TSX off Slightly at Open

Burcon, Cogeco in Focus

Canada's main stocks index treaded water at the open on Wednesday, as resources-linked gains were seen providing little support amid growing recession fears.

The S&P/TSX lost 16.47 points to open Wednesday to 19,206.27.

The Canadian dollar tailed off 0.07 cents to 77.62 cents U.S.

Exxon Mobil and Canadian partner Imperial Oil said on Tuesday they would sell their Montney and Duvernay assets in Canada to Whitecap Resources for $1.9 billion.

Meanwhile, National Bank raised the price target on Whitecap to $22.00 from $20.00.

Imperial shares inched ahead a nickel to $63.59, while those for Whitecap dropped 24 cents, or 2.5%, to $9.51.

Canaccord Genuity cut the rating on Burcon Nutrascience to speculative buy from buy. Burcon gained two cents, or 4%, to 52 cents.

CIBC cut the rating on Cogeco Communications to neutral from outperform. Cogeco shares dumped $1.77, or 1.9%, to $89.75.


The TSX Venture Exchange handed back 1.11 points to 643.80.

Eight of the 12 TSX subgroups were in the minus column to start the day, with health-care withering 2.4%, information technology falling 1.2%, and consumer discretionary shares off 0.6%.

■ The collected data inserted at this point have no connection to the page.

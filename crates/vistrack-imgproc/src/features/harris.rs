use serde::{Deserialize, Serialize};
use vistrack_image::{GrayImage, ImageError};

use crate::gradient::GradientField;

/// Pixels closer than this to any edge have a zero response.
const RESPONSE_MARGIN: usize = 2;

/// Parameters of the grid Harris detector.
#[derive(Debug, Clone, Copy, PartialEq, Serialize, Deserialize)]
#[serde(default)]
pub struct CornerConfig {
    /// Harris sensitivity factor.
    pub k: f32,
    /// A candidate becomes a corner only if its response is strictly above this.
    pub min_response: f32,
    /// Distance in pixels between grid candidates.
    pub grid_stride: usize,
    /// Distance in pixels between the grid and every image edge.
    pub grid_margin: usize,
}

impl Default for CornerConfig {
    fn default() -> Self {
        Self {
            k: 0.04,
            min_response: 0.01,
            grid_stride: 8,
            grid_margin: 10,
        }
    }
}

/// A detected corner.
#[derive(Debug, Clone, Copy, PartialEq)]
pub struct Corner {
    /// Column of the corner.
    pub x: usize,
    /// Row of the corner.
    pub y: usize,
    /// Harris response at the corner.
    pub response: f32,
}

/// Compute the Harris response at `(x, y)` over a 3x3 neighbourhood of the gradient field.
///
/// With `A = sum(gx^2)`, `B = sum(gx*gy)` and `C = sum(gy^2)` the response is
/// `A*C - B^2 - k*(A + C)^2`. Points within 2 pixels of an edge return zero.
pub fn harris_response(field: &GradientField, x: usize, y: usize, k: f32) -> f32 {
    let size = field.size();
    if x < RESPONSE_MARGIN
        || y < RESPONSE_MARGIN
        || x + RESPONSE_MARGIN >= size.width
        || y + RESPONSE_MARGIN >= size.height
    {
        return 0.0;
    }

    let cols = size.width;
    let gx = field.gx().as_slice();
    let gy = field.gy().as_slice();

    let (mut a, mut b, mut c) = (0.0f32, 0.0f32, 0.0f32);
    for wy in y - 1..=y + 1 {
        for wx in x - 1..=x + 1 {
            let idx = wy * cols + wx;
            let (ix, iy) = (gx[idx], gy[idx]);
            a += ix * ix;
            b += ix * iy;
            c += iy * iy;
        }
    }

    let det = a * c - b * b;
    let trace = a + c;
    det - k * trace * trace
}

/// Detect up to `max_corners` Harris corners on the candidate grid.
///
/// # Arguments
///
/// * `src` - The grayscale image.
/// * `config` - The detector parameters.
/// * `max_corners` - The maximum number of corners to return.
///
/// # Returns
///
/// The corners in row-major grid order. The scan stops as soon as
/// `max_corners` have been found.
///
/// # Errors
///
/// Returns [`ImageError::InvalidArgument`] for a zero grid stride and
/// [`ImageError::OutOfMemory`] if the gradient buffers cannot be allocated.
pub fn detect_corners(
    src: &GrayImage,
    config: &CornerConfig,
    max_corners: usize,
) -> Result<Vec<Corner>, ImageError> {
    if config.grid_stride == 0 {
        return Err(ImageError::InvalidArgument(
            "grid stride must be greater than zero".to_string(),
        ));
    }
    let field = GradientField::from_image(src)?;
    detect_corners_in_field(&field, config, max_corners)
}

/// Same as [`detect_corners`] on an already computed gradient field.
pub fn detect_corners_in_field(
    field: &GradientField,
    config: &CornerConfig,
    max_corners: usize,
) -> Result<Vec<Corner>, ImageError> {
    if config.grid_stride == 0 {
        return Err(ImageError::InvalidArgument(
            "grid stride must be greater than zero".to_string(),
        ));
    }

    let size = field.size();
    let margin = config.grid_margin;
    let x_end = size.width.saturating_sub(margin);
    let y_end = size.height.saturating_sub(margin);

    let mut corners = Vec::with_capacity(max_corners);
    if max_corners == 0 {
        return Ok(corners);
    }

    'grid: for y in (margin..y_end).step_by(config.grid_stride) {
        for x in (margin..x_end).step_by(config.grid_stride) {
            let response = harris_response(field, x, y, config.k);
            if response > config.min_response {
                corners.push(Corner { x, y, response });
                if corners.len() >= max_corners {
                    break 'grid;
                }
            }
        }
    }

    log::debug!("detected {} corners on a {} grid", corners.len(), size);

    Ok(corners)
}
#![doc = env!("CARGO_PKG_DESCRIPTION")]

#[doc(inline)]
pub use vistrack_image as image;

#[doc(inline)]
pub use vistrack_imgproc as imgproc;

#[doc(inline)]
pub use vistrack_tracking as tracking;
use serde::{Deserialize, Serialize};

/// An inclusive box in 8-bit RGB space.
///
/// A pixel matches when each of its channels lies within the corresponding
/// `[min, max]` bounds.
#[derive(Debug, Clone, Copy, PartialEq, Eq, Serialize, Deserialize)]
#[serde(default)]
pub struct ColorThreshold {
    /// Lower red bound.
    pub r_min: u8,
    /// Upper red bound.
    pub r_max: u8,
    /// Lower green bound.
    pub g_min: u8,
    /// Upper green bound.
    pub g_max: u8,
    /// Lower blue bound.
    pub b_min: u8,
    /// Upper blue bound.
    pub b_max: u8,
}

impl ColorThreshold {
    /// Strongly red pixels.
    pub const RED: Self = Self::new([100, 255], [0, 80], [0, 80]);
    /// Strongly green pixels.
    pub const GREEN: Self = Self::new([0, 80], [100, 255], [0, 80]);
    /// Strongly blue pixels.
    pub const BLUE: Self = Self::new([0, 80], [0, 80], [100, 255]);
    /// Bright yellow pixels.
    pub const YELLOW: Self = Self::new([150, 255], [150, 255], [0, 100]);
    /// Typical skin tones under indoor lighting.
    pub const SKIN: Self = Self::new([95, 255], [40, 180], [20, 120]);

    /// Build a threshold from `[min, max]` pairs for each channel.
    pub const fn new(r: [u8; 2], g: [u8; 2], b: [u8; 2]) -> Self {
        Self {
            r_min: r[0],
            r_max: r[1],
            g_min: g[0],
            g_max: g[1],
            b_min: b[0],
            b_max: b[1],
        }
    }

    /// Look up a preset by its lowercase name.
    ///
    /// # Examples
    ///
    /// ```
    /// use vistrack_imgproc::threshold::ColorThreshold;
    ///
    /// assert_eq!(ColorThreshold::from_name("skin"), Some(ColorThreshold::SKIN));
    /// assert_eq!(ColorThreshold::from_name("purple"), None);
    /// ```
    pub fn from_name(name: &str) -> Option<Self> {
        match name {
            "red" => Some(Self::RED),
            "green" => Some(Self::GREEN),
            "blue" => Some(Self::BLUE),
            "yellow" => Some(Self::YELLOW),
            "skin" => Some(Self::SKIN),
            _ => None,
        }
    }

    /// Whether the pixel lies inside the box.
    #[inline]
    pub fn contains(&self, rgb: [u8; 3]) -> bool {
        let [r, g, b] = rgb;
        (self.r_min..=self.r_max).contains(&r)
            && (self.g_min..=self.g_max).contains(&g)
            && (self.b_min..=self.b_max).contains(&b)
    }

    /// Whether every lower bound is at most its upper bound.
    pub fn is_valid(&self) -> bool {
        self.r_min <= self.r_max && self.g_min <= self.g_max && self.b_min <= self.b_max
    }
}

impl Default for ColorThreshold {
    fn default() -> Self {
        Self::SKIN
    }
}
use vistrack_image::ImageError;

/// An error type for the tracking module.
#[derive(thiserror::Error, Debug)]
pub enum TrackerError {
    /// Error from an image operation.
    #[error(transparent)]
    Image(#[from] ImageError),

    /// The tracker buffers have been released.
    #[error("The tracker has been released")]
    Released,

    /// A configuration value is out of range.
    #[error("Invalid configuration: {0}")]
    InvalidConfig(String),

    /// Error reading a configuration file.
    #[error("Failed to read the configuration file. {0}")]
    ConfigIo(#[from] std::io::Error),

    /// Error parsing a configuration document.
    #[error("Failed to parse the configuration. {0}")]
    ConfigParse(#[from] serde_json::Error),
}
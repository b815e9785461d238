#![deny(missing_docs)]
#![doc = env!("CARGO_PKG_DESCRIPTION")]

/// fallible buffer allocation helpers.
pub mod allocator;

/// Error types for the image module.
pub mod error;

/// camera frame representation with a runtime pixel encoding.
pub mod frame;

/// image representation for computer vision purposes.
pub mod image;

pub use crate::error::ImageError;
pub use crate::frame::{Frame, PixelFormat};
pub use crate::image::{GrayImage, Image, ImageSize, Rgb565Image};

The four gainers were led by gold, up 1.3%, energy, rumbling 0.6%, and materials, ahead 0.4%.


The Dow Jones Industrial Average rose on Wednesday, after the major averages made a failed attempt at a bounce in the previous session, and as the market prepares to close out the worst first half of the year since 1970.

The 30-stock index gained 170.21 points to 31,117.20.

The S&P 500 added 10.79 points to 3,832.34.

The NASDAQ Composite took on 33.18 points to 11,214.72.

Investors are still searching for the bottom of a vicious market selloff as the second quarter comes to an end Thursday. Concern over a slowing economy and aggressive rate hikes consumed much of the first half of 2022, and fears of a recession fears are rising.

The S&P 500, which is down about 20% in 2022, is on pace for its worst first half of the year since 1970, when the index lost 21.01%.

Meanwhile, on a quarterly basis, both the Dow and S&P 500 are on track for their worst performance since 2020. The NASDAQ is headed toward its worst three-month period since 2008.

In early trading Wednesday, Carnival slid 9% after Morgan Stanley cut its price target on the stock in half and said it could potentially go to zero in the face of another demand shock. The call dragged other cruise stocks lower. Royal Caribbean lost 5.6%, and Norwegian Cruise Line Holdings fell 5.4%.

Bed Bath & Beyond shares plummeted more than 20% after the company posted a huge miss on quarterly earnings and revenue expectations and announced its CEO is stepping down.

Meanwhile, Pinterest shares jumped 3% on news that CEO Ben Silbermann is stepping down.

General Mills shares rose 3% after the company topped earnings and revenue forecasts for its most recent quarter.

On Wednesday Federal Reserve Bank of Cleveland President Loretta Mester said she will advocate for a 75-basis-point hike to interest rates at the central bank’s July meeting if economic conditions remain the same by then.

Investors are also looking ahead to comments from Federal Reserve Chairman Jerome Powell at a European Central Bank forum.

Treasury prices regained some strength, lowering yields to 3.15% from Tuesday’s 3.19%. Treasury prices and yields move in opposite directions.

Oil prices jumped $1.74 to $113.50 U.S. a barrel.

Gold prices retreated two dollars to $1,819.20 U.S. an ounce.